Nous tombons tous quelque part à l’échelle du narcissisme, a déclaré Nash, mais chez certains, c’est plus prononcé que chez d’autres. La condition est généralement définie par un certain degré de manque d’empathie, de grandiosité, un sentiment chronique de droit et un besoin constant de rechercher l’admiration et la validation des autres.

Nash a divisé les participants à l’étude en trois groupes – avec divers degrés de narcissisme divisés également entre eux – et les a tous soumis à l’exclusion sociale en leur faisant jouer à un jeu vidéo appelé Cyberball, une version virtuelle de monkey-in-the-middle. Il a mesuré leurs réponses émotionnelles en mesurant l’activité électrique dans le cerveau avec des casques EEG.

« Les narcissiques sont particulièrement sensibles à l’exclusion », a noté Nash dans son étude, « les amenant à réagir de manière plus agressive envers ceux qui les ont rejetés et même envers des tiers non impliqués. »

Dans ce cas, le jeu de Cyberball était truqué de sorte qu’après quelques passes, le joueur cesse de recevoir le ballon, condition destinée à induire une détresse.

« Nous voulions faire ressortir le besoin d’approbation sociale, et en particulier piquer les narcissiques », a déclaré Nash.

Une fois correctement ostracisé, un groupe a été invité à prendre des selfies et à les publier sur Instagram. Les comptes ont ensuite été détournés pour bombarder les participants de likes en sept ou huit minutes.
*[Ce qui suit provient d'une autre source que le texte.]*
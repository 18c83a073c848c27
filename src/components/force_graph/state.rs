//! Graph simulation state and interaction tracking.
//!
//! Wraps the `force_graph` physics simulation with per-node box metadata, the
//! pan/zoom transform, and hover highlighting of a node's tree neighbourhood.

use std::collections::{HashMap, HashSet};
use std::f64::consts::TAU;

use force_graph::{DefaultNodeIdx, EdgeData, ForceGraph, NodeData, SimulationParameters};

use super::scale::{LabelBox, ScaleConfig};
use super::theme::Color;
use crate::json_graph::{DEFAULT_COLOR, Graph};

/// Distance between depth rings in the seeded layout.
const RING_SPACING: f64 = 140.0;

/// Per-node display metadata attached to each node in the simulation.
#[derive(Clone, Debug, Default)]
pub struct NodeInfo {
	pub label: LabelBox,
	pub fill: Color,
}

/// Pan and zoom transform applied to the entire graph view.
#[derive(Clone, Debug, Default)]
pub struct ViewTransform {
	pub x: f64,
	pub y: f64,
	/// Zoom factor (1.0 = 100%).
	pub k: f64,
}

/// Tracks an in-progress node drag operation.
#[derive(Clone, Debug, Default)]
pub struct DragState {
	pub active: bool,
	pub node_idx: Option<DefaultNodeIdx>,
	pub start_x: f64,
	pub start_y: f64,
	pub node_start_x: f32,
	pub node_start_y: f32,
}

/// Tracks an in-progress canvas pan operation.
#[derive(Clone, Debug, Default)]
pub struct PanState {
	pub active: bool,
	pub start_x: f64,
	pub start_y: f64,
	pub transform_start_x: f64,
	pub transform_start_y: f64,
}

/// Hover highlighting: the hovered node, its parent and its children.
///
/// `intensity` eases towards 1.0 while something is hovered and back to 0.0
/// afterwards; the last neighbourhood is kept during fade-out so it does not
/// snap away.
#[derive(Clone, Debug, Default)]
pub struct HighlightState {
	pub hovered: Option<DefaultNodeIdx>,
	neighbourhood: HashSet<DefaultNodeIdx>,
	intensity: f64,
}

impl HighlightState {
	/// Approach speed of `intensity`, per second.
	const SPEED: f64 = 8.0;

	pub fn set_hover(
		&mut self,
		node: Option<DefaultNodeIdx>,
		edges: &[(DefaultNodeIdx, DefaultNodeIdx)],
	) {
		if self.hovered == node {
			return;
		}
		self.hovered = node;
		let Some(idx) = node else {
			return;
		};
		self.neighbourhood.clear();
		self.neighbourhood.insert(idx);
		for &(parent, child) in edges {
			if parent == idx {
				self.neighbourhood.insert(child);
			} else if child == idx {
				self.neighbourhood.insert(parent);
			}
		}
	}

	pub fn tick(&mut self, dt: f64) {
		let target = if self.hovered.is_some() { 1.0 } else { 0.0 };
		let step = 1.0 - (-Self::SPEED * dt).exp();
		self.intensity += (target - self.intensity) * step;
		if self.hovered.is_none() && self.intensity < 0.01 {
			self.intensity = 0.0;
			self.neighbourhood.clear();
		}
	}

	pub fn intensity(&self) -> f64 {
		self.intensity
	}

	pub fn contains(&self, idx: DefaultNodeIdx) -> bool {
		self.neighbourhood.contains(&idx)
	}

	/// Alpha multiplier for a node, given the alpha used for dimmed nodes.
	pub fn node_alpha(&self, idx: DefaultNodeIdx, dimmed: f64) -> f64 {
		if self.contains(idx) {
			1.0
		} else {
			1.0 - (1.0 - dimmed) * self.intensity
		}
	}

	/// Alpha multiplier for the edge between `a` and `b`.
	pub fn edge_alpha(&self, a: DefaultNodeIdx, b: DefaultNodeIdx, dimmed: f64) -> f64 {
		if self.contains(a) && self.contains(b) {
			1.0
		} else {
			1.0 - (1.0 - dimmed) * self.intensity
		}
	}
}

/// Depth of every node, keyed by graph position.
///
/// Relies on the builder's pre-order: a parent always precedes its children,
/// so one pass over the edges settles every depth.
pub fn node_depths(graph: &Graph) -> Vec<usize> {
	let position: HashMap<&str, usize> = graph
		.nodes
		.iter()
		.enumerate()
		.map(|(i, n)| (n.id.as_str(), i))
		.collect();
	let mut depths = vec![0; graph.nodes.len()];
	for edge in &graph.edges {
		if let (Some(&from), Some(&to)) = (
			position.get(edge.from.as_str()),
			position.get(edge.to.as_str()),
		) {
			depths[to] = depths[from] + 1;
		}
	}
	depths
}

/// Starting positions: the root at the origin, each depth on its own ring,
/// nodes spread around the ring in document order.
pub fn seed_positions(depths: &[usize]) -> Vec<(f64, f64)> {
	let mut per_ring: HashMap<usize, usize> = HashMap::new();
	for &d in depths {
		*per_ring.entry(d).or_insert(0) += 1;
	}
	let mut placed: HashMap<usize, usize> = HashMap::new();
	depths
		.iter()
		.map(|&d| {
			let slot = placed.entry(d).or_insert(0);
			let count = per_ring.get(&d).copied().unwrap_or(1);
			let angle = (*slot as f64) * TAU / count as f64;
			*slot += 1;
			let radius = d as f64 * RING_SPACING;
			(radius * angle.cos(), radius * angle.sin())
		})
		.collect()
}

/// Core graph state combining physics simulation with interaction and highlight tracking.
///
/// Rebuilt whenever the input graph changes, then mutated each frame by the
/// animation loop.
pub struct ForceGraphState {
	pub graph: ForceGraph<NodeInfo, ()>,
	pub transform: ViewTransform,
	pub drag: DragState,
	pub pan: PanState,
	pub highlight: HighlightState,
	pub width: f64,
	pub height: f64,
	pub animation_running: bool,
	root: Option<DefaultNodeIdx>,
	edges: Vec<(DefaultNodeIdx, DefaultNodeIdx)>,
}

impl ForceGraphState {
	pub fn new(data: &Graph, width: f64, height: f64, config: &ScaleConfig) -> Self {
		let mut graph = ForceGraph::new(SimulationParameters {
			force_charge: 400.0,
			force_spring: 0.04,
			force_max: 120.0,
			node_speed: 3000.0,
			damping_factor: 0.85,
		});
		let depths = node_depths(data);
		let positions = seed_positions(&depths);
		let mut id_to_idx = HashMap::new();
		let mut root = None;

		for ((node, &depth), &(x, y)) in data.nodes.iter().zip(&depths).zip(&positions) {
			let fill = Color::from_hex(&node.color)
				.or_else(|| Color::from_hex(DEFAULT_COLOR))
				.unwrap_or_default();
			let idx = graph.add_node(NodeData {
				x: x as f32,
				y: y as f32,
				mass: 10.0,
				// The root stays put so the tree unfolds around the view centre.
				is_anchor: depth == 0,
				user_data: NodeInfo {
					label: config.label_box(
						(depth != 0).then_some(node.key.as_str()),
						node.summary(),
					),
					fill,
				},
			});
			id_to_idx.insert(node.id.as_str(), idx);
			root.get_or_insert(idx);
		}

		let mut edges = Vec::with_capacity(data.edges.len());
		for edge in &data.edges {
			if let (Some(&from), Some(&to)) = (
				id_to_idx.get(edge.from.as_str()),
				id_to_idx.get(edge.to.as_str()),
			) {
				graph.add_edge(from, to, EdgeData::default());
				edges.push((from, to));
			}
		}

		Self {
			graph,
			root,
			edges,
			transform: ViewTransform {
				x: width / 2.0,
				y: height / 2.0,
				k: 1.0,
			},
			drag: DragState::default(),
			pan: PanState::default(),
			highlight: HighlightState::default(),
			width,
			height,
			animation_running: true,
		}
	}

	/// Swap in a new graph, keeping the viewport size and the user's pan and zoom.
	pub fn rebuild(&mut self, data: &Graph, config: &ScaleConfig) {
		let transform = self.transform.clone();
		*self = Self::new(data, self.width, self.height, config);
		self.transform = transform;
	}

	/// Simulation index of the graph's root node.
	pub fn root_idx(&self) -> Option<DefaultNodeIdx> {
		self.root
	}

	pub fn screen_to_graph(&self, sx: f64, sy: f64) -> (f64, f64) {
		(
			(sx - self.transform.x) / self.transform.k,
			(sy - self.transform.y) / self.transform.k,
		)
	}

	/// Topmost node whose box contains the screen point.
	pub fn node_at_position(&self, sx: f64, sy: f64) -> Option<DefaultNodeIdx> {
		let (gx, gy) = self.screen_to_graph(sx, sy);
		let mut found = None;
		self.graph.visit_nodes(|node| {
			let label = &node.data.user_data.label;
			let (dx, dy) = ((node.x() as f64 - gx).abs(), (node.y() as f64 - gy).abs());
			if dx <= label.width / 2.0 && dy <= label.height / 2.0 {
				found = Some(node.index());
			}
		});
		found
	}

	pub fn set_hover(&mut self, node: Option<DefaultNodeIdx>) {
		self.highlight.set_hover(node, &self.edges);
	}

	pub fn tick(&mut self, dt: f32) {
		self.graph.update(dt);
		self.highlight.tick(dt as f64);
	}

	pub fn resize(&mut self, width: f64, height: f64) {
		self.transform.x += (width - self.width) / 2.0;
		self.transform.y += (height - self.height) / 2.0;
		self.width = width;
		self.height = height;
	}

	/// Apply a zoom step around a fixed screen point.
	pub fn zoom_at(&mut self, sx: f64, sy: f64, factor: f64, config: &ScaleConfig) {
		let new_k = config.clamp_zoom(self.transform.k * factor);
		let ratio = new_k / self.transform.k;
		self.transform.x = sx - (sx - self.transform.x) * ratio;
		self.transform.y = sy - (sy - self.transform.y) * ratio;
		self.transform.k = new_k;
	}
}

#[cfg(test)]
mod tests {
	use super::*;
	use crate::json_graph::{GraphBuilder, JsonValue, SequentialIds};

	fn graph(text: &str) -> Graph {
		let doc: JsonValue = serde_json::from_str(text).unwrap();
		GraphBuilder::default()
			.build(&doc, &mut SequentialIds::new())
			.unwrap()
	}

	#[test]
	fn depths_follow_nesting() {
		let g = graph(r#"{"a": 1, "b": [2, {"c": null}]}"#);
		assert_eq!(node_depths(&g), [0, 1, 1, 2, 2, 3]);
	}

	#[test]
	fn seeded_rings_grow_with_depth() {
		let positions = seed_positions(&[0, 1, 1, 2]);
		assert_eq!(positions[0], (0.0, 0.0));
		let dist = |(x, y): (f64, f64)| (x * x + y * y).sqrt();
		assert!((dist(positions[1]) - RING_SPACING).abs() < 1e-9);
		assert!((dist(positions[2]) - RING_SPACING).abs() < 1e-9);
		assert!((dist(positions[3]) - 2.0 * RING_SPACING).abs() < 1e-9);
		assert!((positions[1].0 + positions[2].0).abs() < 1e-9);
	}

	#[test]
	fn simulation_mirrors_graph() {
		let g = graph(r#"{"a": 1, "b": [2, 3]}"#);
		let state = ForceGraphState::new(&g, 800.0, 600.0, &ScaleConfig::default());
		let mut nodes = 0;
		let mut anchors = 0;
		state.graph.visit_nodes(|n| {
			nodes += 1;
			if n.data.is_anchor {
				anchors += 1;
			}
		});
		let mut edges = 0;
		state.graph.visit_edges(|_, _, _| edges += 1);
		assert_eq!((nodes, edges, anchors), (5, 4, 1));
	}

	#[test]
	fn hit_test_uses_box_bounds() {
		let g = graph("{}");
		let state = ForceGraphState::new(&g, 800.0, 600.0, &ScaleConfig::default());
		// Root sits at the view centre.
		assert!(state.node_at_position(400.0, 600.0 / 2.0).is_some());
		assert!(state.node_at_position(10.0, 10.0).is_none());
	}

	#[test]
	fn hover_covers_parent_and_children() {
		let g = graph(r#"{"a": {"b": 1, "c": 2}, "d": 3}"#);
		let mut state = ForceGraphState::new(&g, 800.0, 600.0, &ScaleConfig::default());
		let hovered = state.edges[0].1;
		state.set_hover(Some(hovered));
		for _ in 0..120 {
			state.highlight.tick(1.0 / 60.0);
		}
		let mut lit = 0;
		state.graph.visit_nodes(|n| {
			if state.highlight.contains(n.index()) {
				lit += 1;
			}
		});
		assert_eq!(lit, 4);
		assert!(state.highlight.intensity() > 0.99);

		state.set_hover(None);
		for _ in 0..240 {
			state.highlight.tick(1.0 / 60.0);
		}
		assert_eq!(state.highlight.intensity(), 0.0);
		assert!(!state.highlight.contains(hovered));
	}

	#[test]
	fn rebuild_keeps_pan_and_zoom() {
		let config = ScaleConfig::default();
		let mut state = ForceGraphState::new(&graph("[1]"), 800.0, 600.0, &config);
		state.zoom_at(100.0, 50.0, 1.1, &config);
		state.transform.x += 40.0;
		let before = state.transform.clone();

		state.rebuild(&graph(r#"{"a": 1, "b": 2}"#), &config);
		assert_eq!(state.transform.x, before.x);
		assert_eq!(state.transform.y, before.y);
		assert_eq!(state.transform.k, before.k);
		assert_eq!((state.width, state.height), (800.0, 600.0));
		let mut nodes = 0;
		state.graph.visit_nodes(|_| nodes += 1);
		assert_eq!(nodes, 3);
	}

	#[test]
	fn only_the_root_box_drops_its_key_line() {
		let g = graph(r#"{"": 1}"#);
		let state = ForceGraphState::new(&g, 800.0, 600.0, &ScaleConfig::default());
		let mut lines = Vec::new();
		state.graph.visit_nodes(|n| lines.push(n.data.user_data.label.lines.clone()));
		assert_eq!(lines, [vec!["{}".to_string()], vec![String::new(), "1".to_string()]]);
	}

	#[test]
	fn zoom_keeps_point_fixed() {
		let g = graph("[1]");
		let config = ScaleConfig::default();
		let mut state = ForceGraphState::new(&g, 800.0, 600.0, &config);
		let before = state.screen_to_graph(100.0, 50.0);
		state.zoom_at(100.0, 50.0, 1.1, &config);
		let after = state.screen_to_graph(100.0, 50.0);
		assert!((before.0 - after.0).abs() < 1e-9);
		assert!((before.1 - after.1).abs() < 1e-9);
		assert!((state.transform.k - 1.1).abs() < 1e-9);
	}
}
Un deuxième groupe a posté des selfies mais n’a reçu aucun likes pour déterminer si le simple fait de regarder des selfies procure un soulagement.

« Trump, par exemple, peut-il simplement se regarder dans le miroir et se sentir bien, ou a-t-il besoin des commentaires? » a demandé Nash, qui a ajouté que le président américain est l’exemple parfait d’un narcissique cherchant à s’auto-valider via les médias sociaux.

Un troisième groupe témoin a simplement regardé une photo neutre de gravel: « Nous devions nous assurer de ne pas affirmer ces narcissiques d’une manière ou d’une autre. »

Comme prévu, les personnes les plus élevées sur l’échelle du narcissisme ont montré une plus grande baisse de détresse sur la mesure EEG lorsque leurs selfies ont reçu de bonnes critiques, a déclaré Nash, indiquant que « les médias sociaux peuvent fournir à certains (mais pas à tous) narcissiques une solution idéale à leur dilemme social unique » – leur permettant d’éviter les affaires désordonnées consistant à entretenir des relations avec de vrais êtres humains, a-t-il ajouté.

« Cela leur permet d’atteindre de manière fiable la validation sociale sans avoir recours à des relations réelles qui nécessitent généralement la réciprocité et le sacrifice. Ils n’ont pas du tout besoin de s’engager avec de vraies personnes de manière authentique et significative. »

Une conclusion inattendue a été qu’un sous-ensemble particulier de narcissiques – ceux caractérisés par le leadership et l’autorité – a trouvé le plus de soulagement dans la validation des médias sociaux.

« Cela semble être une sorte de narcissisme plus sain », a déclaré Nash. « Ils performent mieux, ont une meilleure santé et un sentiment de confiance plus stable. »

Mais cela signifie-t-il que les médias sociaux nous transforment tous en narcissiques?

« Je ne peux pas le dire avec certitude, mais je parierais que les médias sociaux pourraient augmenter les niveaux de narcissisme », a déclaré Nash, ajoutant que d’autres études ont montré une augmentation générationnelle du trait.

Et avouons-le, a-t-il ajouté, poster un selfie est toujours un peu narcissique.

« Non pas que la personne moyenne soit toujours narcissique, mais occasionnellement. Il n’y a pas d’autre moyen de l’expliquer. Cette étude indique pourquoi certaines personnes semblent plus attirées par les médias sociaux que d’autres, et pourquoi il existe une corrélation entre le narcissisme et la fréquence à laquelle vous publiez.

« Et cela explique Trump et ses tweets constants. »

Laisser un commentaire

Votre adresse e-mail ne sera pas publiée.